TASK PROMPT:
Only the lines below between the ones containing "pub fn forward(&self)" and "pub fn look(&mut", inclusive, are to be reproduced, each exactly as it stands.

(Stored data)
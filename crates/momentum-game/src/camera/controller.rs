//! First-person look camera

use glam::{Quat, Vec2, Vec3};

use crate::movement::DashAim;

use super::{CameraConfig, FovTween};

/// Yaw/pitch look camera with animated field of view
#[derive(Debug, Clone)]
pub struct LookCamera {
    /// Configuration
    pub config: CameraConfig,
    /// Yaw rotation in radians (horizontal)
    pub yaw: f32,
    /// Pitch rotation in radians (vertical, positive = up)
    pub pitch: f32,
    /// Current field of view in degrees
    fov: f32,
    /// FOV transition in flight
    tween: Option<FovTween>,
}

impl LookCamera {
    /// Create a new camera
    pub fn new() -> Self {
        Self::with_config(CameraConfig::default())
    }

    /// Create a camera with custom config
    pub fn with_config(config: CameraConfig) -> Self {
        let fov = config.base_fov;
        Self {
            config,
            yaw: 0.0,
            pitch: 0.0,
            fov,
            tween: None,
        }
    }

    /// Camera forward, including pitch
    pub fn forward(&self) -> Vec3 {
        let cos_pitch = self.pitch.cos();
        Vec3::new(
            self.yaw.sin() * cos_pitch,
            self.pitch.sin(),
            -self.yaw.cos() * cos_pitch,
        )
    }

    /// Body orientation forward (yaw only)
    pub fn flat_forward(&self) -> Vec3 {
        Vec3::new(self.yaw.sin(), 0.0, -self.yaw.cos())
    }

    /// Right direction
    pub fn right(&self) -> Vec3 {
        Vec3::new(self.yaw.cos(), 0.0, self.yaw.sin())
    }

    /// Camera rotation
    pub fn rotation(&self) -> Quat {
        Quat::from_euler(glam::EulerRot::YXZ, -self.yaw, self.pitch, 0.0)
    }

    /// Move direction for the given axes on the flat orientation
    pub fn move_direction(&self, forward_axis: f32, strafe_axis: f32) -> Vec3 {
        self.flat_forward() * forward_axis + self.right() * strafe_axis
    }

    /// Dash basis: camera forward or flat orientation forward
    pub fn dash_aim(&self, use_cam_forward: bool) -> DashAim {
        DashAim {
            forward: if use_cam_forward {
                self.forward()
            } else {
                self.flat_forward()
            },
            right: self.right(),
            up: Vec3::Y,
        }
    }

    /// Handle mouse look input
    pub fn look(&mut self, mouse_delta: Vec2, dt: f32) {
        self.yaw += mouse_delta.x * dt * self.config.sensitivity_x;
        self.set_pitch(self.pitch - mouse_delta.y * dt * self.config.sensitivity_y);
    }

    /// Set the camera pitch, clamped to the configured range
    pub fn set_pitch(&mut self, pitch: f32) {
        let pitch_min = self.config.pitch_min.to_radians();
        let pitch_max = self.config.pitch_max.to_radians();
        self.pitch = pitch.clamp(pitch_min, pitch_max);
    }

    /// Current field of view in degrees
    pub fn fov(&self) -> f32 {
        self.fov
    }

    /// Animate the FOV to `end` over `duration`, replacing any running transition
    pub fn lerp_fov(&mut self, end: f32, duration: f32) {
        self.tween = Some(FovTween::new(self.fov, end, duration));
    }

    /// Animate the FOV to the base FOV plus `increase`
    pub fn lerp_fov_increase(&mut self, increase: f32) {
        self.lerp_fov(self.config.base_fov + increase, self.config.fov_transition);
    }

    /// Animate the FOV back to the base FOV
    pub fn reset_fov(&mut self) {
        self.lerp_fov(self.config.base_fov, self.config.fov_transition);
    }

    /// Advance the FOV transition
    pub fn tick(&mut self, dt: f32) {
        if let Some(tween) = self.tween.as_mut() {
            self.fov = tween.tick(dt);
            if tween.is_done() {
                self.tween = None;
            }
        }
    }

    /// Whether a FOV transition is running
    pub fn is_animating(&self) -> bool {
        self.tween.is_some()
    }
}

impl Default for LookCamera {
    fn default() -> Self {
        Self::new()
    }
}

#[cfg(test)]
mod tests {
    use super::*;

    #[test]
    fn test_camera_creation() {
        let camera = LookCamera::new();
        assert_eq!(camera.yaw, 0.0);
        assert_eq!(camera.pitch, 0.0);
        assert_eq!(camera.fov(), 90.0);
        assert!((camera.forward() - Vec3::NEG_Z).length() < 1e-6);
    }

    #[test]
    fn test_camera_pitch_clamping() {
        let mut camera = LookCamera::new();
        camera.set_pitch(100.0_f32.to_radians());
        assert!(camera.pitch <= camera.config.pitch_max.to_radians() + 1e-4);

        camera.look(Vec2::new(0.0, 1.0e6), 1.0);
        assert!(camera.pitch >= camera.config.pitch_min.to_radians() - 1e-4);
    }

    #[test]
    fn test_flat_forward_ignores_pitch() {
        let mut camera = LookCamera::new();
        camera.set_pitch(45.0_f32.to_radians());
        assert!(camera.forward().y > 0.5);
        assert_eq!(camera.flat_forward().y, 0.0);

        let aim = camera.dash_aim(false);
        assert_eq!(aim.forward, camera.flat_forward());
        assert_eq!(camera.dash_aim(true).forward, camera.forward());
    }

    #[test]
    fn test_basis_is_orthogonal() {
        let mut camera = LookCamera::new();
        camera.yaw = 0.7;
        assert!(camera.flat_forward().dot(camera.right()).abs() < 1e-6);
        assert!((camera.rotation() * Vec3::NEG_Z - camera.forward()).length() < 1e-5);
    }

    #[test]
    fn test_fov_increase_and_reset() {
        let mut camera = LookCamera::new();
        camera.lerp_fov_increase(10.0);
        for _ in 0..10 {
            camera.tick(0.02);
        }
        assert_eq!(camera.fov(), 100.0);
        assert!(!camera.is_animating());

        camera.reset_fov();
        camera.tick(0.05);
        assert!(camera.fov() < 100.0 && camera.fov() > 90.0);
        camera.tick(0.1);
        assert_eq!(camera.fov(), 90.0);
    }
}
* * *
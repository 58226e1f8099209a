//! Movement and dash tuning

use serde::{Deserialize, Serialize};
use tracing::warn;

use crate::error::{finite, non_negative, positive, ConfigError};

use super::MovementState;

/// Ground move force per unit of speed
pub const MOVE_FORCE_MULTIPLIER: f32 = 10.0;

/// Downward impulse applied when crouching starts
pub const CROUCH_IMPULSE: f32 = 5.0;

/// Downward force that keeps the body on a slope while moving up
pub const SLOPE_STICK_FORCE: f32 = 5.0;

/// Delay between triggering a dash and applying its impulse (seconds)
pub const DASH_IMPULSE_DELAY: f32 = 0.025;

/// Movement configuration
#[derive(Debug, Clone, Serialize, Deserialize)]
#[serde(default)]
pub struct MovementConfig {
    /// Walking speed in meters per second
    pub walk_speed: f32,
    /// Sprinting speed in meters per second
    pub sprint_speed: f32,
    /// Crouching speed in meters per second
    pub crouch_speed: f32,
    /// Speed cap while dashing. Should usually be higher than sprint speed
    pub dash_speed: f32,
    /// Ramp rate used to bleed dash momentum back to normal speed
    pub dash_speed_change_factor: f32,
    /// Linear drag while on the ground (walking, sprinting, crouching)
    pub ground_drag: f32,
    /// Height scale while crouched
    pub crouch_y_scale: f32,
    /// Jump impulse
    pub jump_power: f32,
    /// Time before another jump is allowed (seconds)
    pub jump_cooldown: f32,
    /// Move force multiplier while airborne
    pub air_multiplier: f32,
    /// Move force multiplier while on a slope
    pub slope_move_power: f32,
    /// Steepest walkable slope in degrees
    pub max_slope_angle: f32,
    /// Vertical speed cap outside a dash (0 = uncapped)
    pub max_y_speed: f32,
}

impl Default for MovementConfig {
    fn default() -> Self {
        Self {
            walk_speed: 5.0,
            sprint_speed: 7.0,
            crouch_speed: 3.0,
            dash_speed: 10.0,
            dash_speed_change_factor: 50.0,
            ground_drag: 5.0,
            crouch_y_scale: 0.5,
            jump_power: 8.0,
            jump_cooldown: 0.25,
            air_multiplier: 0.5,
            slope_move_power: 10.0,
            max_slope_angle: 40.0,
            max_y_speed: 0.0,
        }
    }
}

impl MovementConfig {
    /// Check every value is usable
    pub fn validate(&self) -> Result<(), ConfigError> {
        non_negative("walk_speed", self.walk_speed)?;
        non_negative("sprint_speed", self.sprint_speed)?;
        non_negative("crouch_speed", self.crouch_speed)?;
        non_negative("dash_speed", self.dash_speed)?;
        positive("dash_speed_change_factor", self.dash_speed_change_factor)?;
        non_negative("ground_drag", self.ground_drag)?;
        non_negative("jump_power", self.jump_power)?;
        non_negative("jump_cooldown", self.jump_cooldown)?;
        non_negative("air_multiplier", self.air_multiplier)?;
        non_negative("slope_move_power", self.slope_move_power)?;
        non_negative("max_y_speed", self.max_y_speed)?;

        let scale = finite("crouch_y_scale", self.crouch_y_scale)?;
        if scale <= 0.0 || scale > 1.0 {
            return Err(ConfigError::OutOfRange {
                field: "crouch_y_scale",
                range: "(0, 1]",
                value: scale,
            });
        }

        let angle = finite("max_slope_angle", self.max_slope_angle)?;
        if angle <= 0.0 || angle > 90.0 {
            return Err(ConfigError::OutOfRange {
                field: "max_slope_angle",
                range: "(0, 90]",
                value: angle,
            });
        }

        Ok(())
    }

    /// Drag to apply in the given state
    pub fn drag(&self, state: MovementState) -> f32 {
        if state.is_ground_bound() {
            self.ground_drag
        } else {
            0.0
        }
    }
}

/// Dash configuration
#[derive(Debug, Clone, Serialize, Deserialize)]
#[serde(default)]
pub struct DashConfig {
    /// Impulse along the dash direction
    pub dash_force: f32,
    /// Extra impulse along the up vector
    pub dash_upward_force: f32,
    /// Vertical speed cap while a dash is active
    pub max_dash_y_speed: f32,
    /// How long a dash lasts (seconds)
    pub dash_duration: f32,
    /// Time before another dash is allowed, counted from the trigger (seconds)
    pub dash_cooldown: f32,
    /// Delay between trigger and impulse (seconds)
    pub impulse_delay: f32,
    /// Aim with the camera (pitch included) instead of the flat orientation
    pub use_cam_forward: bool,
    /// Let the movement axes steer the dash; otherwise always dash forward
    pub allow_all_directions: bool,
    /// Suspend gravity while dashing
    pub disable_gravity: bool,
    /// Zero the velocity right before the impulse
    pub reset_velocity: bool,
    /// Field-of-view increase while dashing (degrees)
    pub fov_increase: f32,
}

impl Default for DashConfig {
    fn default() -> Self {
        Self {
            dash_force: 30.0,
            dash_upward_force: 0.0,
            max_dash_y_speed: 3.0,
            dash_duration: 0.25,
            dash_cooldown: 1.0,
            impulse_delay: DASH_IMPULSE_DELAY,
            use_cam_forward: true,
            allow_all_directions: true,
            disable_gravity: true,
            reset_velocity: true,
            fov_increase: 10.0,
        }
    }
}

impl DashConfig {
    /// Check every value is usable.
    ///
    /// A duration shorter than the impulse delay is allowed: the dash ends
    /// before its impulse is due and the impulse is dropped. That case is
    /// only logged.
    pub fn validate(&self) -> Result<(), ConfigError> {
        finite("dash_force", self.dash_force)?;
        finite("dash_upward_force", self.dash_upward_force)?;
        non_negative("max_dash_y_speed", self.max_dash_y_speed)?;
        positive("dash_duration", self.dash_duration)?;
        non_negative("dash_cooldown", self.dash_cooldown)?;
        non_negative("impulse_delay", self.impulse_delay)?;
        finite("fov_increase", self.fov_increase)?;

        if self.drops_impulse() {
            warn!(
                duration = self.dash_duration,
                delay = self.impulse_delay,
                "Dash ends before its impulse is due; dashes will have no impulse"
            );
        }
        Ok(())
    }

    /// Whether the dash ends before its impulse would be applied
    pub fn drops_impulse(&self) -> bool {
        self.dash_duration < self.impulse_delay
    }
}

WRITTEN ANSWER:
    pub fn forward(&self) -> Vec3 {
        let cos_pitch = self.pitch.cos();
        Vec3::new(
            self.yaw.sin() * cos_pitch,
            self.pitch.sin(),
            -self.yaw.cos() * cos_pitch,
        )
    }

    /// Body orientation forward (yaw only)
    pub fn flat_forward(&self) -> Vec3 {
        Vec3::new(self.yaw.sin(), 0.0, -self.yaw.cos())
    }

    /// Right direction
    pub fn right(&self) -> Vec3 {
        Vec3::new(self.yaw.cos(), 0.0, self.yaw.sin())
    }

    /// Camera rotation
    pub fn rotation(&self) -> Quat {
        Quat::from_euler(glam::EulerRot::YXZ, -self.yaw, self.pitch, 0.0)
    }

    /// Move direction for the given axes on the flat orientation
    pub fn move_direction(&self, forward_axis: f32, strafe_axis: f32) -> Vec3 {
        self.flat_forward() * forward_axis + self.right() * strafe_axis
    }

    /// Dash basis: camera forward or flat orientation forward
    pub fn dash_aim(&self, use_cam_forward: bool) -> DashAim {
        DashAim {
            forward: if use_cam_forward {
                self.forward()
            } else {
                self.flat_forward()
            },
            right: self.right(),
            up: Vec3::Y,
        }
    }

    /// Handle mouse look input
    pub fn look(&mut self, mouse_delta: Vec2, dt: f32) {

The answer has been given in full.